About this task
Please give nothing except the number of lines in the records below that include the word "limit".

Available data
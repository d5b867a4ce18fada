use std::fs;
use std::path::Path;

use log::debug;

use crate::{PatcherError, Result};

pub const ROM_SIZE: usize = 0x80_0000;
/// Bias added to image offsets to form the addresses stored in pointers.
pub const ROM_OFFSET: u32 = 0x0800_0000;

const TITLE_ADDR: usize = 0xA0;
const TITLE_LEN: usize = 0x10;
const FUSION_FREE_SPACE_ADDR: usize = 0x7E_0000;
/// The hint text region and reserved constants follow the arena.
const FUSION_FREE_SPACE_END: usize = 0x7F_0000;

#[derive(Copy, Clone, Debug, Eq, PartialEq, Hash)]
pub enum Game {
    Fusion,
    ZeroMission,
}

#[derive(Copy, Clone, Debug, Eq, PartialEq, Hash)]
pub enum Region {
    U,
    E,
    J,
    C,
}

impl Region {
    pub(crate) fn index(self) -> usize {
        match self {
            Region::U => 0,
            Region::E => 1,
            Region::J => 2,
            Region::C => 3,
        }
    }

    pub(crate) fn dir_name(self) -> &'static str {
        match self {
            Region::U => "u",
            Region::E => "e",
            Region::J => "j",
            Region::C => "c",
        }
    }
}

const KNOWN_TITLES: [(&[u8; TITLE_LEN], Game, Region); 8] = [
    (b"METROID4USA\0AMTE", Game::Fusion, Region::U),
    (b"METROID4EUR\0AMTP", Game::Fusion, Region::E),
    (b"METROID4JPN\0AMTJ", Game::Fusion, Region::J),
    (b"METFUSIONCHNAMTC", Game::Fusion, Region::C),
    (b"ZEROMISSIONEBMXE", Game::ZeroMission, Region::U),
    (b"ZEROMISSIONPBMXP", Game::ZeroMission, Region::E),
    (b"ZEROMISSIONJBMXJ", Game::ZeroMission, Region::J),
    (b"ZEROMISSIONCBMXC", Game::ZeroMission, Region::C),
];

/// Bump allocator over the spare bytes at the end of the image.
///
/// Space is never handed back; the cursor only moves forward for the
/// lifetime of one patch run.
#[derive(Debug, Clone)]
pub struct FreeSpace {
    cursor: usize,
    limit: usize,
}

impl FreeSpace {
    pub fn new(start: usize, limit: usize) -> Self {
        Self {
            cursor: start,
            limit,
        }
    }

    pub fn cursor(&self) -> usize {
        self.cursor
    }

    pub fn reserve(&mut self, size: usize, align: usize) -> Result<usize> {
        let align = align.max(1);
        let remain = self.cursor % align;
        let start = if remain == 0 {
            self.cursor
        } else {
            self.cursor + (align - remain)
        };

        let end = start
            .checked_add(size)
            .filter(|&end| end <= self.limit)
            .ok_or(PatcherError::CapacityExceeded {
                what: "free space",
                capacity: self.limit,
            })?;

        self.cursor = end;
        Ok(start)
    }
}

pub struct Rom {
    data: Vec<u8>,
    game: Game,
    region: Region,
    free_space: FreeSpace,
}

impl Rom {
    pub fn load(path: &Path) -> Result<Self> {
        let data = fs::read(path)?;
        Self::from_bytes(data)
    }

    /// Identifies the image by its header title and rejects anything other
    /// than the North American release of Fusion.
    pub fn from_bytes(data: Vec<u8>) -> Result<Self> {
        if data.len() != ROM_SIZE {
            return Err(PatcherError::UnknownRom(format!(
                "ROM should be 8MB but is {} bytes",
                data.len()
            )));
        }

        let title = &data[TITLE_ADDR..TITLE_ADDR + TITLE_LEN];
        let (game, region) = KNOWN_TITLES
            .iter()
            .find(|(known, _, _)| known.as_slice() == title)
            .map(|&(_, game, region)| (game, region))
            .ok_or_else(|| {
                PatcherError::UnknownRom(format!(
                    "not a valid GBA Metroid ROM (title {:?})",
                    String::from_utf8_lossy(title)
                ))
            })?;

        if game != Game::Fusion || region != Region::U {
            return Err(PatcherError::UnsupportedRom { game, region });
        }

        debug!("Detected {:?} ({:?})", game, region);

        Ok(Self {
            data,
            game,
            region,
            free_space: FreeSpace::new(FUSION_FREE_SPACE_ADDR, FUSION_FREE_SPACE_END),
        })
    }

    pub fn game(&self) -> Game {
        self.game
    }

    pub fn region(&self) -> Region {
        self.region
    }

    pub fn data(&self) -> &[u8] {
        &self.data
    }

    pub fn len(&self) -> usize {
        self.data.len()
    }

    pub fn is_empty(&self) -> bool {
        self.data.is_empty()
    }

    pub fn free_space(&self) -> &FreeSpace {
        &self.free_space
    }

    fn check(&self, addr: usize, width: usize) -> Result<()> {
        match addr.checked_add(width) {
            Some(end) if end <= self.data.len() => Ok(()),
            _ => Err(PatcherError::OutOfRange {
                addr,
                width,
                len: self.data.len(),
            }),
        }
    }

    pub fn read_u8(&self, addr: usize) -> Result<u8> {
        self.check(addr, 1)?;
        Ok(self.data[addr])
    }

    pub fn read_u16(&self, addr: usize) -> Result<u16> {
        self.check(addr, 2)?;
        Ok(u16::from_le_bytes([self.data[addr], self.data[addr + 1]]))
    }

    pub fn read_u32(&self, addr: usize) -> Result<u32> {
        self.check(addr, 4)?;
        Ok(u32::from_le_bytes([
            self.data[addr],
            self.data[addr + 1],
            self.data[addr + 2],
            self.data[addr + 3],
        ]))
    }

    /// Reads a stored pointer and returns the image offset it refers to.
    pub fn read_ptr(&self, addr: usize) -> Result<usize> {
        let value = self.read_u32(addr)?;
        if value < ROM_OFFSET {
            return Err(PatcherError::InvalidPointer { addr, value });
        }
        Ok((value - ROM_OFFSET) as usize)
    }

    pub fn read_bytes(&self, addr: usize, size: usize) -> Result<&[u8]> {
        self.check(addr, size)?;
        Ok(&self.data[addr..addr + size])
    }

    pub fn write_u8(&mut self, addr: usize, value: u8) -> Result<()> {
        self.check(addr, 1)?;
        self.data[addr] = value;
        Ok(())
    }

    pub fn write_u16(&mut self, addr: usize, value: u16) -> Result<()> {
        self.check(addr, 2)?;
        self.data[addr..addr + 2].copy_from_slice(&value.to_le_bytes());
        Ok(())
    }

    pub fn write_u32(&mut self, addr: usize, value: u32) -> Result<()> {
        self.check(addr, 4)?;
        self.data[addr..addr + 4].copy_from_slice(&value.to_le_bytes());
        Ok(())
    }

    pub fn write_ptr(&mut self, addr: usize, offset: usize) -> Result<()> {
        let value = u32::try_from(offset)
            .ok()
            .filter(|&v| v < ROM_OFFSET)
            .ok_or(PatcherError::PointerOverflow { offset })?;
        self.write_u32(addr, value + ROM_OFFSET)
    }

    pub fn write_bytes(&mut self, addr: usize, bytes: &[u8]) -> Result<()> {
        self.check(addr, bytes.len())?;
        self.data[addr..addr + bytes.len()].copy_from_slice(bytes);
        Ok(())
    }

    /// Copies `size` bytes within the image; overlapping ranges are handled
    /// like `memmove`.
    pub fn copy_bytes(&mut self, src: usize, dst: usize, size: usize) -> Result<()> {
        self.check(src, size)?;
        self.check(dst, size)?;
        self.data.copy_within(src..src + size, dst);
        Ok(())
    }

    pub fn reserve_free_space(&mut self, size: usize, align: usize) -> Result<usize> {
        let addr = self.free_space.reserve(size, align)?;
        debug!("Reserved {:#X} bytes of free space at {:#X}", size, addr);
        Ok(addr)
    }

    pub fn save(&self, path: &Path) -> Result<()> {
        fs::write(path, &self.data)?;
        Ok(())
    }
}

#[cfg(test)]
pub(crate) fn blank_rom() -> Rom {
    let mut data = vec![0u8; ROM_SIZE];
    data[TITLE_ADDR..TITLE_ADDR + TITLE_LEN].copy_from_slice(KNOWN_TITLES[0].0);
    Rom::from_bytes(data).unwrap()
}

#[cfg(test)]
mod tests {
    use super::*;

    #[test]
    fn detects_fusion_u() {
        let rom = blank_rom();
        assert_eq!(rom.game(), Game::Fusion);
        assert_eq!(rom.region(), Region::U);
        assert_eq!(rom.free_space().cursor(), FUSION_FREE_SPACE_ADDR);
    }

    #[test]
    fn rejects_other_releases() {
        let mut data = vec![0u8; ROM_SIZE];
        data[TITLE_ADDR..TITLE_ADDR + TITLE_LEN].copy_from_slice(b"ZEROMISSIONEBMXE");
        match Rom::from_bytes(data) {
            Err(PatcherError::UnsupportedRom { game, region }) => {
                assert_eq!(game, Game::ZeroMission);
                assert_eq!(region, Region::U);
            }
            other => panic!("unexpected result: {:?}", other.err()),
        }

        let data = vec![0u8; ROM_SIZE];
        assert!(matches!(
            Rom::from_bytes(data),
            Err(PatcherError::UnknownRom(_))
        ));
        assert!(matches!(
            Rom::from_bytes(vec![0u8; 16]),
            Err(PatcherError::UnknownRom(_))
        ));
    }

    #[test]
    fn little_endian_access() {
        let mut rom = blank_rom();
        rom.write_u32(0x1000, 0x1122_3344).unwrap();
        assert_eq!(rom.read_u8(0x1000).unwrap(), 0x44);
        assert_eq!(rom.read_u16(0x1002).unwrap(), 0x1122);
        rom.write_u16(0x1000, 0xBEEF).unwrap();
        assert_eq!(rom.read_u32(0x1000).unwrap(), 0x1122_BEEF);
    }

    #[test]
    fn out_of_range_access_fails() {
        let mut rom = blank_rom();
        assert!(rom.read_u32(ROM_SIZE - 2).is_err());
        assert!(rom.write_u16(ROM_SIZE - 1, 0).is_err());
        assert!(rom.read_u8(ROM_SIZE).is_err());
        assert!(rom.read_u8(ROM_SIZE - 1).is_ok());
        assert!(rom.read_bytes(usize::MAX, 2).is_err());
    }

    #[test]
    fn pointer_bias() {
        let mut rom = blank_rom();
        rom.write_ptr(0x200, 0x12345).unwrap();
        assert_eq!(rom.read_u32(0x200).unwrap(), 0x12345 + ROM_OFFSET);
        assert_eq!(rom.read_ptr(0x200).unwrap(), 0x12345);

        rom.write_u32(0x204, 0x0012_3456).unwrap();
        assert!(matches!(
            rom.read_ptr(0x204),
            Err(PatcherError::InvalidPointer { addr: 0x204, .. })
        ));
        assert!(matches!(
            rom.write_ptr(0x208, ROM_OFFSET as usize),
            Err(PatcherError::PointerOverflow { .. })
        ));
    }

    #[test]
    fn overlapping_copy_behaves_like_memmove() {
        let mut rom = blank_rom();
        rom.write_bytes(0x300, &[1, 2, 3, 4, 5]).unwrap();
        rom.copy_bytes(0x300, 0x302, 5).unwrap();
        assert_eq!(rom.read_bytes(0x300, 7).unwrap(), &[1, 2, 1, 2, 3, 4, 5]);
        rom.copy_bytes(0x302, 0x300, 5).unwrap();
        assert_eq!(rom.read_bytes(0x300, 5).unwrap(), &[1, 2, 3, 4, 5]);
    }

    #[test]
    fn free_space_is_monotonic_and_aligned() {
        let mut rom = blank_rom();
        let a = rom.reserve_free_space(3, 1).unwrap();
        assert_eq!(a, FUSION_FREE_SPACE_ADDR);
        let b = rom.reserve_free_space(8, 4).unwrap();
        assert_eq!(b, FUSION_FREE_SPACE_ADDR + 4);
        let c = rom.reserve_free_space(1, 1).unwrap();
        assert_eq!(c, b + 8);
    }

    #[test]
    fn free_space_cannot_run_past_the_image() {
        let mut arena = FreeSpace::new(ROM_SIZE - 4, ROM_SIZE);
        assert!(arena.reserve(4, 1).is_ok());
        assert!(matches!(
            arena.reserve(1, 1),
            Err(PatcherError::CapacityExceeded { .. })
        ));
    }
}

Result of this exercise
5